Достоверное описание жизни и превращений NAUTILUSa из POMPILIUSa | страница 14
Впрочем, прецедент сотворчества с Кормильцевым уже был, когда во время телевизионных съемок давней новогодней программы Кормильцев наскоро изобразил на славину музыку нечто постсоветское: «Я мерз, но грел собою снег, а значит, жил. И так в сражении холода с теплом я победил!» Второй совместной работой стала «Кто я?» из «Невидимки», третьей — песня про девочку и фотографию известного французского киноактера… Тут вышел казус, едва сотрудничество не расстроивший: Илья писал смешные, даже издевательские стишки о пролетарской дурочке, Слава воплотил их в сочинении почти трагическом, чем поэта привел в чувство воодушевленного недоумения.
«Премьера песни» случилась во время очередной дружеской попойки в коммунальной комнате Вити «Пифы» Комарова, в которой кроме хозяина жил в те времена Федор, манекен; его некогда в воспитательных целях использовал на своих концертах «Урфин Джюс». Без руки, без ноги, потрепанный и побитый, Федор производил впечатление труповидное и использовался в качестве ночного сторожа витиной машины, сидел в ней, пока хозяин спал, воров отпугивал. И неплохо со своей ролью справлялся.

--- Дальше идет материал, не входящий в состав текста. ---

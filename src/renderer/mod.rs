//! Canvas rendering module
//!
//! Projects engine state into a list of filled rectangles and text labels.
//! Painting the list onto a `<canvas>` happens in the binary.

pub mod frame;
pub mod shapes;

pub use frame::{Colors, FillRect, Frame, TextAlign, TextLabel, css_color};
pub use shapes::{project, project_pong, project_snake, project_tetris};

Итак, происходила попойка, и Слава неожиданно сообщил, что решил подарить Илье на день рождения песню. Тогда и выяснилось впервые под музыку, что «Ален Делон не пьет одеколон». Илья после этого жутко взбодрился, выскочил на балкон, схватил Федора в охапку и сбросил его с третьего этажа. А стоял непоздний вечер, народ на улице прогуливался и происходящим выкидыванием совершенно натурального почти человека был, мягко говоря, ошарашен… Наусы с хохотом и криками выскочили на улицу, подхватили бедного Федора под руки, под ноги и с причитаниями типа «Осторожно, ногами за дверь не зацепись!» — утащили его в подъезд. Говорят, соседи потом на Пифу донос состряпали, а может и не было такого, однако первый опыт сотрудничества имел продолжение.

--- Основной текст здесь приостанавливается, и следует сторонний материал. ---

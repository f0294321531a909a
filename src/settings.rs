//! Game settings and preferences
//!
//! Persisted separately from game saves in LocalStorage.

use serde::{Deserialize, Serialize};

use crate::consts::*;
use crate::error::SettingsError;

/// Color scheme for the canvas
#[derive(Debug, Clone, Copy, PartialEq, Eq, Serialize, Deserialize, Default)]
pub enum Palette {
    /// Green monochrome LCD
    #[default]
    Nokia,
    /// Black and white
    HighContrast,
}

impl Palette {
    pub fn as_str(&self) -> &'static str {
        match self {
            Palette::Nokia => "Nokia",
            Palette::HighContrast => "High Contrast",
        }
    }

    pub fn from_str(s: &str) -> Option<Self> {
        match s.to_lowercase().as_str() {
            "nokia" | "classic" => Some(Palette::Nokia),
            "high contrast" | "high-contrast" | "contrast" => Some(Palette::HighContrast),
            _ => None,
        }
    }
}

/// Tick intervals per game
#[derive(Debug, Clone, Copy, PartialEq, Eq, Serialize, Deserialize)]
#[serde(default)]
pub struct Timing {
    pub snake_ms: u32,
    pub pong_ms: u32,
    /// Tetris drop interval at level 1
    pub tetris_base_ms: u32,
    /// Reduction per level
    pub tetris_step_ms: u32,
    /// Floor for the drop interval
    pub tetris_min_ms: u32,
}

impl Default for Timing {
    fn default() -> Self {
        Self {
            snake_ms: SNAKE_INTERVAL_MS,
            pong_ms: PONG_INTERVAL_MS,
            tetris_base_ms: TETRIS_BASE_INTERVAL_MS,
            tetris_step_ms: TETRIS_INTERVAL_STEP_MS,
            tetris_min_ms: TETRIS_MIN_INTERVAL_MS,
        }
    }
}

/// Game settings/preferences
#[derive(Debug, Clone, PartialEq, Serialize, Deserialize)]
#[serde(default)]
pub struct Settings {
    pub timing: Timing,

    // === Visual ===
    /// Draw grid lines on the Snake board
    pub show_grid: bool,
    pub palette: Palette,

    // === Gameplay ===
    /// Snake food respawns only on free cells
    pub snake_food_avoids_body: bool,
}

impl Default for Settings {
    fn default() -> Self {
        Self {
            timing: Timing::default(),
            show_grid: true,
            palette: Palette::Nokia,
            snake_food_avoids_body: true,
        }
    }
}

impl Settings {
    /// Reject intervals the scheduler cannot run
    pub fn validate(&self) -> Result<(), SettingsError> {
        let t = &self.timing;
        for (name, value) in [
            ("timing.snake_ms", t.snake_ms),
            ("timing.pong_ms", t.pong_ms),
            ("timing.tetris_base_ms", t.tetris_base_ms),
            ("timing.tetris_min_ms", t.tetris_min_ms),
        ] {
            if value == 0 {
                return Err(SettingsError::Invalid {
                    name,
                    reason: "interval must be at least 1 ms".to_string(),
                });
            }
        }
        if t.tetris_min_ms > t.tetris_base_ms {
            return Err(SettingsError::Invalid {
                name: "timing.tetris_min_ms",
                reason: format!(
                    "floor {} is above the base interval {}",
                    t.tetris_min_ms, t.tetris_base_ms
                ),
            });
        }
        Ok(())
    }

    pub fn from_json(json: &str) -> Result<Self, SettingsError> {
        let settings: Settings = serde_json::from_str(json)?;
        settings.validate()?;
        Ok(settings)
    }

    pub fn to_json(&self) -> Result<String, SettingsError> {
        Ok(serde_json::to_string(self)?)
    }

    /// LocalStorage key
    #[cfg_attr(not(target_arch = "wasm32"), allow(dead_code))]
    const STORAGE_KEY: &'static str = "retro_arcade_settings";

    /// Load settings from LocalStorage (WASM only)
    #[cfg(target_arch = "wasm32")]
    pub fn load() -> Self {
        if let Some(json) = crate::platform::storage::get_item(Self::STORAGE_KEY) {
            match Self::from_json(&json) {
                Ok(settings) => {
                    log::info!("Loaded settings from LocalStorage");
                    return settings;
                }
                Err(e) => log::warn!("Ignoring stored settings: {}", e),
            }
        }

        log::info!("Using default settings");
        Self::default()
    }

    /// Save settings to LocalStorage (WASM only)
    #[cfg(target_arch = "wasm32")]
    pub fn save(&self) {
        match self.to_json() {
            Ok(json) => {
                if crate::platform::storage::set_item(Self::STORAGE_KEY, &json) {
                    log::info!("Settings saved");
                }
            }
            Err(e) => log::warn!("Failed to encode settings: {}", e),
        }
    }

    /// Native stubs
    #[cfg(not(target_arch = "wasm32"))]
    pub fn load() -> Self {
        Self::default()
    }

    #[cfg(not(target_arch = "wasm32"))]
    pub fn save(&self) {
        // No-op for native
    }
}

#[cfg(test)]
mod tests {
    use super::*;

    #[test]
    fn test_defaults() {
        let settings = Settings::default();
        assert_eq!(settings.timing.snake_ms, 150);
        assert_eq!(settings.timing.pong_ms, 16);
        assert_eq!(settings.palette, Palette::Nokia);
        assert!(settings.snake_food_avoids_body);
        assert!(settings.validate().is_ok());
    }

    #[test]
    fn test_partial_json_fills_defaults() {
        let settings = Settings::from_json(r#"{"palette":"HighContrast","timing":{"snake_ms":90}}"#)
            .unwrap();
        assert_eq!(settings.palette, Palette::HighContrast);
        assert_eq!(settings.timing.snake_ms, 90);
        assert_eq!(settings.timing.pong_ms, 16);
        assert!(settings.show_grid);
    }

    #[test]
    fn test_zero_interval_is_rejected() {
        let err = Settings::from_json(r#"{"timing":{"pong_ms":0}}"#).unwrap_err();
        assert!(matches!(err, SettingsError::Invalid { name: "timing.pong_ms", .. }));
    }

    #[test]
    fn test_floor_above_base_is_rejected() {
        let mut settings = Settings::default();
        settings.timing.tetris_min_ms = 2000;
        assert!(settings.validate().is_err());
    }

    #[test]
    fn test_garbage_is_malformed() {
        assert!(matches!(
            Settings::from_json("not json"),
            Err(SettingsError::Malformed(_))
        ));
    }

    #[test]
    fn test_palette_names() {
        for palette in [Palette::Nokia, Palette::HighContrast] {
            assert_eq!(Palette::from_str(palette.as_str()), Some(palette));
        }
        assert_eq!(Palette::from_str("sepia"), None);
    }
}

Фокус был в том, что Илья написал «легкий» текстик про глупенькую девочку из многоэтажных кварталов, единственным утешением для которой посреди фантасмагории пролетарского бытия стала фотография на стене.

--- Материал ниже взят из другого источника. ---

//! Fixed-interval tick scheduler
//!
//! The host calls [`Scheduler::advance`] once per animation frame with the
//! elapsed wall time; the scheduler accumulates it and reports how many
//! fixed ticks are due. Rendering runs every frame regardless, so the
//! simulation rate and the paint rate stay decoupled.
//!
//! The scheduler is owned by a session. There is no global timer.

use crate::consts::{MAX_FRAME_MS, MAX_SUBSTEPS};

#[derive(Debug, Clone, PartialEq)]
pub struct Scheduler {
    /// Interval restored by `reset`
    base_interval_ms: u32,
    /// Current interval (Tetris shortens it as the level rises)
    interval_ms: u32,
    running: bool,
    accumulator_ms: f64,
    /// Ticks fired since the last reset
    ticks: u64,
}

impl Scheduler {
    pub fn new(interval_ms: u32) -> Self {
        let interval_ms = interval_ms.max(1);
        Self {
            base_interval_ms: interval_ms,
            interval_ms,
            running: false,
            accumulator_ms: 0.0,
            ticks: 0,
        }
    }

    /// Begin firing ticks. Starting a running scheduler does nothing.
    pub fn start(&mut self) {
        if !self.running {
            self.running = true;
            self.accumulator_ms = 0.0;
        }
    }

    /// Halt ticking. Safe to call at any time, any number of times.
    pub fn stop(&mut self) {
        self.running = false;
        self.accumulator_ms = 0.0;
    }

    /// Stop and return to the configured base interval
    pub fn reset(&mut self) {
        self.stop();
        self.interval_ms = self.base_interval_ms;
        self.ticks = 0;
    }

    pub fn set_interval(&mut self, interval_ms: u32) {
        let interval_ms = interval_ms.max(1);
        if interval_ms != self.interval_ms {
            log::debug!("tick interval {} -> {} ms", self.interval_ms, interval_ms);
            self.interval_ms = interval_ms;
        }
    }

    pub fn interval_ms(&self) -> u32 {
        self.interval_ms
    }

    pub fn base_interval_ms(&self) -> u32 {
        self.base_interval_ms
    }

    pub fn is_running(&self) -> bool {
        self.running
    }

    pub fn ticks(&self) -> u64 {
        self.ticks
    }

    /// Accumulate elapsed time and return the number of ticks due now.
    ///
    /// At most [`MAX_SUBSTEPS`] ticks are reported per call; a stopped
    /// scheduler always reports zero.
    pub fn advance(&mut self, elapsed_ms: f64) -> u32 {
        if !self.running || !elapsed_ms.is_finite() || elapsed_ms <= 0.0 {
            return 0;
        }
        self.accumulator_ms += elapsed_ms.min(MAX_FRAME_MS);

        let interval = f64::from(self.interval_ms);
        let mut due = 0;
        while self.accumulator_ms >= interval && due < MAX_SUBSTEPS {
            self.accumulator_ms -= interval;
            due += 1;
        }
        if due == MAX_SUBSTEPS {
            // Drop the backlog rather than replaying it next frame
            self.accumulator_ms = self.accumulator_ms.min(interval);
        }
        self.ticks += u64::from(due);
        due
    }
}

#[cfg(test)]
mod tests {
    use super::*;

    #[test]
    fn test_stopped_scheduler_is_inert() {
        let mut clock = Scheduler::new(150);
        assert_eq!(clock.advance(1000.0), 0);
        assert_eq!(clock.ticks(), 0);
    }

    #[test]
    fn test_accumulates_partial_frames() {
        let mut clock = Scheduler::new(100);
        clock.start();
        assert_eq!(clock.advance(60.0), 0);
        assert_eq!(clock.advance(60.0), 1);
        assert_eq!(clock.advance(80.0), 1);
        assert_eq!(clock.ticks(), 2);
    }

    #[test]
    fn test_substeps_are_capped() {
        let mut clock = Scheduler::new(16);
        clock.start();
        assert_eq!(clock.advance(10_000.0), MAX_SUBSTEPS);
        // Backlog beyond one interval was discarded
        assert!(clock.advance(0.5) <= 1);
    }

    #[test]
    fn test_stop_is_idempotent() {
        let mut clock = Scheduler::new(150);
        clock.start();
        clock.advance(100.0);

        clock.stop();
        let once = clock.clone();
        clock.stop();
        assert_eq!(clock, once);
        assert!(!clock.is_running());
    }

    #[test]
    fn test_start_twice_keeps_accumulator() {
        let mut clock = Scheduler::new(100);
        clock.start();
        clock.advance(90.0);
        clock.start();
        assert_eq!(clock.advance(10.0), 1);
    }

    #[test]
    fn test_reset_restores_base_interval() {
        let mut clock = Scheduler::new(1000);
        clock.start();
        clock.set_interval(300);
        assert_eq!(clock.interval_ms(), 300);

        clock.reset();
        assert_eq!(clock.interval_ms(), 1000);
        assert!(!clock.is_running());
        assert_eq!(clock.ticks(), 0);
    }

    #[test]
    fn test_zero_interval_is_clamped() {
        let mut clock = Scheduler::new(0);
        clock.start();
        assert_eq!(clock.interval_ms(), 1);
        assert_eq!(clock.advance(3.0), 3);
    }
}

Именно «Тройной». И все-таки насторожился, услышав тяжелую, полную мрака и безысходности песню на свои, по замыслу издевательские стишки. Но в отличие от «урфиновского» прошлого, в котором отличался чрезвычайной скандальностью, спорить не стал, стерпел даже исчезновение целого слова «тройной», которое Слава петь отказался наотрез.